Mar 9, 2011

Async Producer-Consumer with Linq, IEnumerable<T> and Threading.Tasks

Lately I’ve been dealing a lot with IEnumerable<T> classes and the yield return keyword. I found it really useful for stream like processing of otherwise really memory consuming operations. The workflow looks like this:
- Retrieve Item 1 (yield return)
- Process Item 1 (GetNext())
- ….
- Retrieve Item N
- Process Item N
The total time it takes to process the whole operation is:

N x AvgTime(Retrieve) + N x AvgTime(Process)

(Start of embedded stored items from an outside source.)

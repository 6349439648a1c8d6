pub mod broadcast;
pub mod fanout;
pub mod redis_stream;

pub use broadcast::{BroadcastEventPublisher, PublishedEvent};
pub use fanout::FanoutPublisher;
pub use redis_stream::RedisEventPublisher;
use bigdecimal::BigDecimal;
use serde::{Deserialize, Serialize};
use thiserror::Error;

#[derive(Error, Debug, Clone, PartialEq, Eq)]
pub enum GatewayError {
    /// Transport, timeout or decode failure. The gateway may or may not have seen the request.
    #[error("UPI gateway unavailable: {0}")]
    Unavailable(String),
    /// Well-formed `success: false` answer from the gateway.
    #[error("UPI payment rejected: {0}")]
    Rejected(String),
    #[error("Circuit breaker open: {0}")]
    CircuitOpen(String),
}

impl GatewayError {
    /// Message recorded as the transaction's failure reason.
    pub fn reason(&self) -> &str {
        match self {
            GatewayError::Unavailable(msg)
            | GatewayError::Rejected(msg)
            | GatewayError::CircuitOpen(msg) => msg,
        }
    }
}

impl From<reqwest::Error> for GatewayError {
    fn from(err: reqwest::Error) -> Self {
        GatewayError::Unavailable(err.to_string())
    }
}

/// Outbound initiation request. `order_id` is the transaction id so the gateway
/// can deduplicate retries.
#[derive(Debug, Clone, PartialEq, Serialize, Deserialize)]
#[serde(rename_all = "camelCase")]
pub struct PaymentRequest {
    pub amount: BigDecimal,
    pub vpa: String,
    pub description: String,
    pub callback_url: String,
    pub order_id: String,
}

#[derive(Debug, Clone, Default, Serialize, Deserialize)]
#[serde(rename_all = "camelCase")]
pub struct InitiateResponse {
    pub success: bool,
    #[serde(default)]
    pub transaction_id: String,
    #[serde(default)]
    pub payment_url: String,
    #[serde(default)]
    pub qr_code: String,
    #[serde(default)]
    pub message: String,
}

/// What the caller needs to complete a UPI payment.
#[derive(Debug, Clone, PartialEq, Eq, Serialize, Deserialize)]
#[serde(rename_all = "camelCase")]
pub struct PaymentHandle {
    pub payment_url: String,
    pub qr_code: String,
    pub gateway_transaction_id: String,
}

/// Status report from the gateway, delivered by webhook or returned by `verify`.
#[derive(Debug, Clone, PartialEq, Eq, Serialize, Deserialize)]
#[serde(rename_all = "camelCase")]
pub struct GatewayStatusReport {
    #[serde(default)]
    pub transaction_id: String,
    pub order_id: String,
    pub status: String,
    #[serde(default)]
    pub amount: String,
    #[serde(default)]
    pub upi_ref: String,
    #[serde(default)]
    pub message: String,
}

pub const GATEWAY_STATUS_SUCCESS: &str = "SUCCESS";
pub const GATEWAY_STATUS_FAILURE: &str = "FAILURE";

So I was thinking how to parallelize the whole operation, preferably in a Linq fashion, so it could fit into my existing code. Here is the result, using the (relatively) new System.Collections.Concurrent namespace and the Task Parallel Library:


using System;
using System.Collections.Concurrent;
using System.Collections.Generic;
using System.Linq;
using System.Threading.Tasks;

static class Extension
{
public static IEnumerable<TResult> SelectAsync<TProduct, TResult>(
this IEnumerable<TProduct> producer,
Func<TProduct, TResult> consumer,
int? productsBoundedCapacity = null,
int? resultsBoundedCapacity = null)
{
var productsQueue = productsBoundedCapacity.HasValue
? new BlockingCollection<TProduct>(productsBoundedCapacity.Value)
: new BlockingCollection<TProduct>();
var resultsQueue = resultsBoundedCapacity.HasValue
? new BlockingCollection<Tuple<int, TResult>>(resultsBoundedCapacity.Value)
: new BlockingCollection<Tuple<int, TResult>>();
Task.Factory.StartNew(() =>
{
foreach (var product in producer)
{
productsQueue.Add(product);
}
productsQueue.CompleteAdding();
});
Task.Factory.StartNew(() =>
{
var tasks = productsQueue
.GetConsumingEnumerable()
.Select((product, ind) => Task.Factory.StartNew(() =>
resultsQueue.Add(new Tuple<int, TResult>(ind, consumer(product)))))
.ToArray();
Task.WaitAll(tasks);
resultsQueue.CompleteAdding();
});
return resultsQueue
.GetConsumingEnumerable()
.OrderBy(x => x.Item1)
.Select(x => x.Item2);
}
}

Note however, that the producer part parallelizes correctly only with the usage of true enumerables that yield return the long running operation result (Arrays, List etc. already contain all the data). Here is a small proof of concept app:



class Program
{
private static IEnumerable<int> Producer()
{
for (int i = 0; i < 100; i++)
{
Thread.Sleep(50); // long running operation
yield return i;
}
}

private static int Consumer(int item)
{
Thread.Sleep(100); // long running operation
return item * item;
}

static void Main()
{
var sw = new Stopwatch();
sw.Start();
var resultSync = Producer().Select(Consumer).Sum();
sw.Stop();
Console.WriteLine("Result: {0}, {1}ms", resultSync, sw.ElapsedMilliseconds);
sw.Reset();

sw.Start();
var resultAsync = Producer().SelectAsync(Consumer).Sum();
sw.Stop();
Console.WriteLine("Result: {0}, {1}ms", resultAsync, sw.ElapsedMilliseconds);
Console.ReadLine();
}
}

See ya!